//! Inbound Message Router
//!
//! Dispatches classified upstream messages: quotes and account activity
//! fan out through the broadcast hub, status snapshots additionally
//! refresh the subscribed-symbol list, and keepalives (heartbeat, pong)
//! refresh liveness only. Unrecognized messages are counted and dropped.

use std::sync::Arc;

use metrics::counter;

use super::messages::StreamMessage;
use super::stats::ConnectionStats;
use crate::infrastructure::broadcast::{
    AccountActivityBroadcast, EquityQuoteBroadcast, FuturesQuoteBroadcast, OptionQuoteBroadcast,
    SharedBroadcastHub, StatusBroadcast,
};

/// Routes decoded upstream messages to the broadcast hub and stats.
#[derive(Debug, Clone)]
pub struct MessageRouter {
    hub: SharedBroadcastHub,
    stats: Arc<ConnectionStats>,
}

impl MessageRouter {
    /// Create a router over the given hub and stats.
    #[must_use]
    pub const fn new(hub: SharedBroadcastHub, stats: Arc<ConnectionStats>) -> Self {
        Self { hub, stats }
    }

    /// Broadcast a synthetic status event announcing the bridge's own
    /// connect/disconnect, so viewers learn about upstream outages without
    /// waiting for an upstream status report. Disconnection notices carry
    /// the closure reason.
    pub fn announce_connection(&self, connected: bool, reason: Option<&str>) {
        let _ = self.hub.send_status(StatusBroadcast {
            timestamp: None,
            status: crate::infrastructure::upstream::messages::StatusData {
                connected: Some(connected),
                reason: reason.map(ToString::to_string),
                ..Default::default()
            },
        });
    }

    /// Dispatch one message. Liveness bookkeeping is the caller's job;
    /// this only routes.
    pub fn route(&self, message: StreamMessage) {
        match message {
            StreamMessage::OptionQuote { timestamp, quote } => {
                counter!("quote_bridge_messages_total", "type" => "option_quote").increment(1);
                self.stats.record_quote_received();
                let _ = self
                    .hub
                    .send_option_quote(OptionQuoteBroadcast { timestamp, quote });
            }
            StreamMessage::EquityQuote { timestamp, quote } => {
                counter!("quote_bridge_messages_total", "type" => "equity_quote").increment(1);
                let _ = self
                    .hub
                    .send_equity_quote(EquityQuoteBroadcast { timestamp, quote });
            }
            StreamMessage::FuturesQuote { timestamp, quote } => {
                counter!("quote_bridge_messages_total", "type" => "futures_quote").increment(1);
                let _ = self
                    .hub
                    .send_futures_quote(FuturesQuoteBroadcast { timestamp, quote });
            }
            StreamMessage::AccountActivity { timestamp, data } => {
                counter!("quote_bridge_messages_total", "type" => "account_activity").increment(1);
                let _ = self
                    .hub
                    .send_account_activity(AccountActivityBroadcast { timestamp, data });
            }
            StreamMessage::Status { timestamp, status } => {
                counter!("quote_bridge_messages_total", "type" => "status").increment(1);
                self.stats.set_subscribed_symbols(status.all_symbols());
                tracing::debug!(
                    options = status.subscribed_options.len(),
                    equities = status.subscribed_equities.len(),
                    futures = status.subscribed_futures.len(),
                    "Upstream status received"
                );
                let _ = self.hub.send_status(StatusBroadcast { timestamp, status });
            }
            StreamMessage::Heartbeat { .. } => {
                counter!("quote_bridge_messages_total", "type" => "heartbeat").increment(1);
            }
            StreamMessage::Pong => {
                counter!("quote_bridge_messages_total", "type" => "pong").increment(1);
            }
            StreamMessage::Unknown { message_type } => {
                counter!("quote_bridge_messages_total", "type" => "unknown").increment(1);
                tracing::debug!(
                    message_type = message_type.as_deref().unwrap_or("<missing>"),
                    "Dropping unrecognized upstream message"
                );
            }
        }
    }
}

#[cfg(test)]
mod tests {
    use super::*;
    use crate::infrastructure::broadcast::BroadcastHub;
    use crate::infrastructure::upstream::messages::{OptionQuoteData, StatusData};

    fn make_router() -> (MessageRouter, SharedBroadcastHub, Arc<ConnectionStats>) {
        let hub = Arc::new(BroadcastHub::with_defaults());
        let stats = Arc::new(ConnectionStats::new());
        (
            MessageRouter::new(Arc::clone(&hub), Arc::clone(&stats)),
            hub,
            stats,
        )
    }

    #[tokio::test]
    async fn option_quote_reaches_subscribers_and_is_counted() {
        let (router, hub, stats) = make_router();
        let mut rx = hub.option_quotes_rx();

        router.route(StreamMessage::OptionQuote {
            timestamp: Some("t".to_string()),
            quote: OptionQuoteData {
                symbol: "SPY   260320P00500000".to_string(),
                ..Default::default()
            },
        });

        let received = rx.recv().await.unwrap();
        assert_eq!(received.quote.symbol, "SPY   260320P00500000");
        assert_eq!(stats.snapshot().quotes_received, 1);
    }

    #[tokio::test]
    async fn only_option_quotes_bump_the_quote_counter() {
        let (router, hub, stats) = make_router();
        let _keep_open = hub.equity_quotes_rx();

        router.route(StreamMessage::EquityQuote {
            timestamp: None,
            quote: crate::infrastructure::upstream::messages::EquityQuoteData::default(),
        });

        assert_eq!(stats.snapshot().quotes_received, 0);
    }

    #[tokio::test]
    async fn status_updates_symbols_and_broadcasts() {
        let (router, hub, stats) = make_router();
        let mut rx = hub.status_rx();

        router.route(StreamMessage::Status {
            timestamp: None,
            status: StatusData {
                connected: Some(true),
                subscribed_options: vec!["AAPL  260220C00230000".to_string()],
                subscribed_equities: vec!["AAPL".to_string()],
                ..Default::default()
            },
        });

        assert_eq!(
            stats.subscribed_symbols(),
            vec!["AAPL  260220C00230000", "AAPL"]
        );
        assert!(rx.recv().await.unwrap().status.connected.unwrap());
    }

    #[tokio::test]
    async fn keepalives_are_not_broadcast() {
        let (router, hub, _stats) = make_router();
        let mut rx = hub.status_rx();

        router.route(StreamMessage::Heartbeat {
            timestamp: Some("t".to_string()),
        });
        router.route(StreamMessage::Pong);

        assert!(matches!(
            rx.try_recv(),
            Err(tokio::sync::broadcast::error::TryRecvError::Empty)
        ));
    }

    #[tokio::test]
    async fn connection_announcement_does_not_touch_symbols() {
        let (router, hub, stats) = make_router();
        stats.set_subscribed_symbols(vec!["AAPL".to_string()]);
        let mut rx = hub.status_rx();

        router.announce_connection(false, None);

        let received = rx.recv().await.unwrap();
        assert_eq!(received.status.connected, Some(false));
        assert_eq!(stats.subscribed_symbols(), vec!["AAPL"]);
    }

    #[tokio::test]
    async fn disconnection_notice_carries_the_reason() {
        let (router, hub, _stats) = make_router();
        let mut rx = hub.status_rx();

        router.announce_connection(false, Some("silence_timeout"));

        let received = rx.recv().await.unwrap();
        assert_eq!(received.status.connected, Some(false));
        assert_eq!(received.status.reason.as_deref(), Some("silence_timeout"));
    }

    #[test]
    fn unknown_message_is_dropped_quietly() {
        let (router, _hub, stats) = make_router();
        router.route(StreamMessage::Unknown {
            message_type: Some("order_book".to_string()),
        });
        assert!(stats.subscribed_symbols().is_empty());
    }
}
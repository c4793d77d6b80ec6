//! Quote Bridge Binary
//!
//! Starts the market data streaming bridge.
//!
//! # Usage
//!
//! ```bash
//! cargo run --bin quote-bridge
//! ```
//!
//! # Environment Variables
//!
//! - `UPSTREAM_HOST`: upstream quote process host (default: localhost)
//! - `UPSTREAM_PORT`: upstream quote process port (default: 8889)
//! - `QUOTE_BRIDGE_VIEWER_PORT`: viewer WebSocket port (default: 8890)
//! - `QUOTE_BRIDGE_API_PORT`: management HTTP port (default: 8082)
//! - `QUOTE_BRIDGE_RECONNECT_BASE_MS` / `QUOTE_BRIDGE_RECONNECT_MAX_MS`:
//!   linear backoff step and cap (defaults: 5000 / 60000)
//! - `QUOTE_BRIDGE_HEALTH_CHECK_SECS`: silence check period (default: 15)
//! - `QUOTE_BRIDGE_SILENCE_TIMEOUT_SECS`: silence window (default: 60)
//! - `QUOTE_BRIDGE_PING_INTERVAL_SECS`: keepalive interval (default: 30)
//! - `OTEL_ENABLED`: Enable OpenTelemetry (default: true)
//! - `OTEL_EXPORTER_OTLP_ENDPOINT`: OTLP endpoint (default: <http://localhost:4318>)
//! - `OTEL_SERVICE_NAME`: Service name (default: quote-bridge)
//! - `RUST_LOG`: Log level (default: info)

use std::net::SocketAddr;
use std::sync::Arc;
use std::time::Duration;

use quote_bridge::infrastructure::telemetry;
use quote_bridge::{
    ApiServer, ApiState, BridgeConfig, BroadcastConfig, BroadcastHub, ConnectionStats,
    MessageRouter, SubscriptionFacade, UpstreamClient, UpstreamClientConfig, ViewerServer,
    init_metrics,
};
use tokio::signal;
use tokio_util::sync::CancellationToken;

/// Graceful shutdown timeout.
const SHUTDOWN_TIMEOUT: Duration = Duration::from_secs(30);

#[tokio::main]
async fn main() -> anyhow::Result<()> {
    load_dotenv();

    // Initialize telemetry (OpenTelemetry + tracing)
    let _telemetry_guard = telemetry::init();

    tracing::info!("Starting Quote Bridge");

    // Initialize Prometheus metrics
    let _metrics_handle = init_metrics();

    let config = BridgeConfig::from_env()?;
    log_config(&config);

    let shutdown_token = CancellationToken::new();

    // Broadcast hub for message distribution
    let broadcast_config = BroadcastConfig::from(config.broadcast.clone());
    let broadcast_hub = Arc::new(BroadcastHub::new(broadcast_config));

    // Shared connection stats and the upstream connection actor
    let stats = Arc::new(ConnectionStats::new());
    let router = MessageRouter::new(Arc::clone(&broadcast_hub), Arc::clone(&stats));
    let upstream_config = UpstreamClientConfig::from_settings(&config.upstream);
    let (upstream_client, upstream_handle) = UpstreamClient::new(
        upstream_config,
        Arc::clone(&stats),
        router,
        shutdown_token.clone(),
    );

    let facade = SubscriptionFacade::new(upstream_handle);

    // Viewer WebSocket server
    let viewer_addr = SocketAddr::from(([0, 0, 0, 0], config.server.viewer_port));
    let viewer_server = ViewerServer::new(
        viewer_addr,
        Arc::clone(&broadcast_hub),
        facade.clone(),
        shutdown_token.clone(),
    );

    // Management HTTP server
    let api_state = Arc::new(ApiState::new(
        env!("CARGO_PKG_VERSION").to_string(),
        facade,
        Arc::clone(&broadcast_hub),
    ));
    let api_server = ApiServer::new(config.server.api_port, api_state, shutdown_token.clone());

    let upstream_task = tokio::spawn(async move {
        upstream_client.run().await;
    });

    let viewer_task = tokio::spawn(async move {
        if let Err(e) = viewer_server.run().await {
            tracing::error!(error = %e, "Viewer server error");
        }
    });

    let api_task = tokio::spawn(async move {
        if let Err(e) = api_server.run().await {
            tracing::error!(error = %e, "API server error");
        }
    });

    tracing::info!("Quote bridge ready");

    await_shutdown(shutdown_token).await;

    let drained = tokio::time::timeout(SHUTDOWN_TIMEOUT, async {
        let _ = tokio::join!(upstream_task, viewer_task, api_task);
    })
    .await;
    if drained.is_err() {
        tracing::warn!(
            timeout_secs = SHUTDOWN_TIMEOUT.as_secs(),
            "Shutdown timeout elapsed with tasks still running"
        );
    }

    tracing::info!("Quote bridge stopped");
    Ok(())
}

/// Load .env file from current directory or any ancestor directory.
fn load_dotenv() {
    if dotenvy::dotenv().is_ok() {
        return;
    }

    if let Ok(cwd) = std::env::current_dir() {
        let mut dir = cwd.as_path();
        while let Some(parent) = dir.parent() {
            let env_path = parent.join(".env");
            if env_path.exists() {
                let _ = dotenvy::from_path(&env_path);
                return;
            }
            dir = parent;
        }
    }
}

/// Log the parsed configuration.
fn log_config(config: &BridgeConfig) {
    tracing::info!(
        upstream_url = %config.upstream.url(),
        viewer_port = config.server.viewer_port,
        api_port = config.server.api_port,
        "Configuration loaded"
    );
    tracing::debug!(
        reconnect_base_ms = config.upstream.reconnect_base.as_millis(),
        reconnect_max_ms = config.upstream.reconnect_max.as_millis(),
        health_check_secs = config.upstream.health_check_interval.as_secs(),
        silence_timeout_secs = config.upstream.silence_timeout.as_secs(),
        ping_interval_secs = config.upstream.ping_interval.as_secs(),
        "Upstream timing"
    );
}

/// Wait for shutdown signal (SIGTERM or SIGINT).
#[allow(clippy::expect_used)]
async fn await_shutdown(shutdown_token: CancellationToken) {
    let ctrl_c = async {
        signal::ctrl_c()
            .await
            .expect("signal handler installation is critical for graceful shutdown");
    };

    #[cfg(unix)]
    let terminate = async {
        signal::unix::signal(signal::unix::SignalKind::terminate())
            .expect("SIGTERM handler installation is critical for graceful shutdown")
            .recv()
            .await;
    };

    #[cfg(not(unix))]
    let terminate = std::future::pending::<()>();

    tokio::select! {
        () = ctrl_c => {
            tracing::info!("Received Ctrl+C, initiating shutdown");
        }
        () = terminate => {
            tracing::info!("Received SIGTERM, initiating shutdown");
        }
    }

    shutdown_token.cancel();
    tracing::info!("Graceful shutdown started");
}
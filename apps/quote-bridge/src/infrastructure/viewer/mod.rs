//! Viewer WebSocket Server
//!
//! Accepts downstream viewer connections and relays every broadcast
//! event to each of them as `{type, timestamp, data}` JSON text frames.
//!
//! # Viewer protocol
//!
//! On attach a viewer immediately receives a `status` catch-up frame
//! built from the current connection stats. After that it receives every
//! quote, account activity, and status broadcast. A viewer may send
//! commands over its socket: subscription commands are forwarded through
//! the subscription façade, `get_status` is answered on that socket
//! only, and `ping` is answered with `{"type":"pong"}`. Invalid JSON
//! from a viewer is logged and ignored.
//!
//! Viewers that fall behind a broadcast channel's capacity observe a lag
//! notice and continue from the oldest retained message; the feed is
//! never stalled on a slow viewer.

use std::net::SocketAddr;
use std::sync::Arc;

use futures_util::{SinkExt, StreamExt};
use metrics::gauge;
use serde::Serialize;
use tokio::net::{TcpListener, TcpStream};
use tokio_tungstenite::tungstenite::Message;
use tokio_util::sync::CancellationToken;
use uuid::Uuid;

use crate::application::services::{FacadeError, SubscriptionFacade};
use crate::infrastructure::broadcast::SharedBroadcastHub;
use crate::infrastructure::upstream::messages::Command;

/// Errors from the viewer server.
#[derive(Debug, thiserror::Error)]
pub enum ViewerServerError {
    /// Could not bind the listening socket.
    #[error("failed to bind viewer listener on {addr}: {source}")]
    Bind {
        /// The address that could not be bound.
        addr: SocketAddr,
        /// The underlying I/O error.
        source: std::io::Error,
    },
}

/// Downstream frame envelope, mirroring the upstream wire shape.
#[derive(Debug, Serialize)]
struct DownstreamFrame<'a> {
    #[serde(rename = "type")]
    frame_type: &'a str,
    #[serde(skip_serializing_if = "Option::is_none")]
    timestamp: Option<String>,
    data: serde_json::Value,
}

fn render_frame(
    frame_type: &str,
    timestamp: Option<String>,
    data: serde_json::Value,
) -> Result<String, serde_json::Error> {
    serde_json::to_string(&DownstreamFrame {
        frame_type,
        timestamp,
        data,
    })
}

/// WebSocket server for downstream viewers.
pub struct ViewerServer {
    addr: SocketAddr,
    hub: SharedBroadcastHub,
    facade: SubscriptionFacade,
    cancel: CancellationToken,
}

impl ViewerServer {
    /// Create a server that will listen on the given address.
    #[must_use]
    pub const fn new(
        addr: SocketAddr,
        hub: SharedBroadcastHub,
        facade: SubscriptionFacade,
        cancel: CancellationToken,
    ) -> Self {
        Self {
            addr,
            hub,
            facade,
            cancel,
        }
    }

    /// Accept viewers until shutdown.
    ///
    /// # Errors
    ///
    /// Returns [`ViewerServerError::Bind`] when the listening socket
    /// cannot be bound. Per-connection failures are logged, not returned.
    pub async fn run(self) -> Result<(), ViewerServerError> {
        let listener = TcpListener::bind(self.addr)
            .await
            .map_err(|source| ViewerServerError::Bind {
                addr: self.addr,
                source,
            })?;
        tracing::info!(addr = %self.addr, "Viewer server listening");

        loop {
            tokio::select! {
                () = self.cancel.cancelled() => {
                    tracing::info!("Viewer server shutting down");
                    return Ok(());
                }
                accepted = listener.accept() => {
                    match accepted {
                        Ok((stream, peer)) => {
                            let connection = ViewerConnection {
                                id: Uuid::new_v4(),
                                peer,
                                hub: Arc::clone(&self.hub),
                                facade: self.facade.clone(),
                                cancel: self.cancel.child_token(),
                            };
                            tokio::spawn(connection.run(stream));
                        }
                        Err(e) => {
                            tracing::warn!(error = %e, "Failed to accept viewer connection");
                        }
                    }
                }
            }
        }
    }
}

/// One attached viewer.
struct ViewerConnection {
    id: Uuid,
    peer: SocketAddr,
    hub: SharedBroadcastHub,
    facade: SubscriptionFacade,
    cancel: CancellationToken,
}

impl ViewerConnection {
    async fn run(self, stream: TcpStream) {
        let ws_stream = match tokio_tungstenite::accept_async(stream).await {
            Ok(ws) => ws,
            Err(e) => {
                tracing::warn!(peer = %self.peer, error = %e, "Viewer handshake failed");
                return;
            }
        };

        // Subscribe to every channel before the catch-up push so nothing
        // sent in between is missed.
        let mut option_rx = self.hub.option_quotes_rx();
        let mut equity_rx = self.hub.equity_quotes_rx();
        let mut futures_rx = self.hub.futures_quotes_rx();
        let mut account_rx = self.hub.account_activity_rx();
        let mut status_rx = self.hub.status_rx();

        tracing::info!(
            viewer_id = %self.id,
            peer = %self.peer,
            viewers = self.hub.viewer_count(),
            "Viewer connected"
        );
        gauge!("quote_bridge_viewers").set(self.hub.viewer_count() as f64);

        let (mut write, mut read) = ws_stream.split();

        if self.send_status_snapshot(&mut write).await.is_err() {
            tracing::debug!(viewer_id = %self.id, "Viewer dropped during catch-up push");
            self.log_disconnect();
            return;
        }

        loop {
            let outbound = tokio::select! {
                () = self.cancel.cancelled() => {
                    let _ = write.send(Message::Close(None)).await;
                    break;
                }
                result = option_rx.recv() => match result {
                    Ok(msg) => render_frame(
                        "option_quote",
                        msg.timestamp,
                        serde_json::to_value(&msg.quote).unwrap_or_default(),
                    ),
                    Err(e) => { if self.note_lag("option_quote", &e) { continue } else { break } }
                },
                result = equity_rx.recv() => match result {
                    Ok(msg) => render_frame(
                        "equity_quote",
                        msg.timestamp,
                        serde_json::to_value(&msg.quote).unwrap_or_default(),
                    ),
                    Err(e) => { if self.note_lag("equity_quote", &e) { continue } else { break } }
                },
                result = futures_rx.recv() => match result {
                    Ok(msg) => render_frame(
                        "futures_quote",
                        msg.timestamp,
                        serde_json::to_value(&msg.quote).unwrap_or_default(),
                    ),
                    Err(e) => { if self.note_lag("futures_quote", &e) { continue } else { break } }
                },
                result = account_rx.recv() => match result {
                    Ok(msg) => render_frame("account_activity", msg.timestamp, msg.data),
                    Err(e) => { if self.note_lag("account_activity", &e) { continue } else { break } }
                },
                result = status_rx.recv() => match result {
                    Ok(msg) => render_frame(
                        "status",
                        msg.timestamp,
                        serde_json::to_value(&msg.status).unwrap_or_default(),
                    ),
                    Err(e) => { if self.note_lag("status", &e) { continue } else { break } }
                },
                inbound = read.next() => {
                    match inbound {
                        Some(Ok(Message::Text(text))) => {
                            if self.handle_viewer_command(&text, &mut write).await.is_err() {
                                break;
                            }
                            continue;
                        }
                        Some(Ok(Message::Ping(data))) => {
                            if write.send(Message::Pong(data)).await.is_err() {
                                break;
                            }
                            continue;
                        }
                        Some(Ok(Message::Close(_))) | None => break,
                        Some(Ok(_)) => continue,
                        Some(Err(e)) => {
                            tracing::debug!(viewer_id = %self.id, error = %e, "Viewer socket error");
                            break;
                        }
                    }
                }
            };

            match outbound {
                Ok(json) => {
                    if write.send(Message::Text(json.into())).await.is_err() {
                        break;
                    }
                }
                Err(e) => {
                    tracing::error!(viewer_id = %self.id, error = %e, "Failed to render frame");
                }
            }
        }

        self.log_disconnect();
    }

    /// Returns `true` when the receive error was lag (keep going),
    /// `false` when the channel closed.
    fn note_lag(&self, channel: &str, error: &tokio::sync::broadcast::error::RecvError) -> bool {
        match error {
            tokio::sync::broadcast::error::RecvError::Lagged(skipped) => {
                tracing::warn!(
                    viewer_id = %self.id,
                    channel,
                    skipped,
                    "Viewer lagging; skipping ahead"
                );
                true
            }
            tokio::sync::broadcast::error::RecvError::Closed => false,
        }
    }

    async fn send_status_snapshot<W>(&self, write: &mut W) -> Result<(), ()>
    where
        W: SinkExt<Message> + Unpin,
    {
        let snapshot = self.facade.stats_snapshot();
        let data = serde_json::to_value(&snapshot).unwrap_or_default();
        match render_frame("status", Some(chrono::Utc::now().to_rfc3339()), data) {
            Ok(json) => write
                .send(Message::Text(json.into()))
                .await
                .map_err(|_| ()),
            Err(e) => {
                tracing::error!(error = %e, "Failed to render status snapshot");
                Ok(())
            }
        }
    }

    /// Parse and act on one viewer command. `Err(())` means the socket is
    /// gone and the connection loop should exit.
    async fn handle_viewer_command<W>(&self, text: &str, write: &mut W) -> Result<(), ()>
    where
        W: SinkExt<Message> + Unpin,
    {
        let command: Command = match serde_json::from_str(text) {
            Ok(command) => command,
            Err(e) => {
                tracing::warn!(viewer_id = %self.id, error = %e, "Ignoring invalid viewer command");
                return Ok(());
            }
        };

        match command {
            Command::GetStatus => self.send_status_snapshot(write).await,
            Command::Ping => {
                let pong = r#"{"type":"pong"}"#;
                write
                    .send(Message::Text(pong.into()))
                    .await
                    .map_err(|_| ())
            }
            other => {
                let name = other.name();
                match self.facade.forward_command(other) {
                    Ok(delivered) => {
                        tracing::debug!(
                            viewer_id = %self.id,
                            command = name,
                            delivered,
                            "Viewer command forwarded"
                        );
                    }
                    Err(FacadeError::EmptySymbolList) => {
                        tracing::warn!(
                            viewer_id = %self.id,
                            command = name,
                            "Viewer command had no symbols"
                        );
                    }
                }
                Ok(())
            }
        }
    }

    fn log_disconnect(&self) {
        // This connection's receivers are dropped by the time callers see
        // the log, but the count here may still include them briefly.
        tracing::info!(
            viewer_id = %self.id,
            peer = %self.peer,
            viewers = self.hub.viewer_count().saturating_sub(1),
            "Viewer disconnected"
        );
        gauge!("quote_bridge_viewers").set(self.hub.viewer_count().saturating_sub(1) as f64);
    }
}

....

Out of the records above, pick each line that contains the string "channel".

• **Output of the task**
//! Viewers that fall behind a broadcast channel's capacity observe a lag
        // Subscribe to every channel before the catch-up push so nothing
    /// `false` when the channel closed.
    fn note_lag(&self, channel: &str, error: &tokio::sync::broadcast::error::RecvError) -> bool {
                    channel,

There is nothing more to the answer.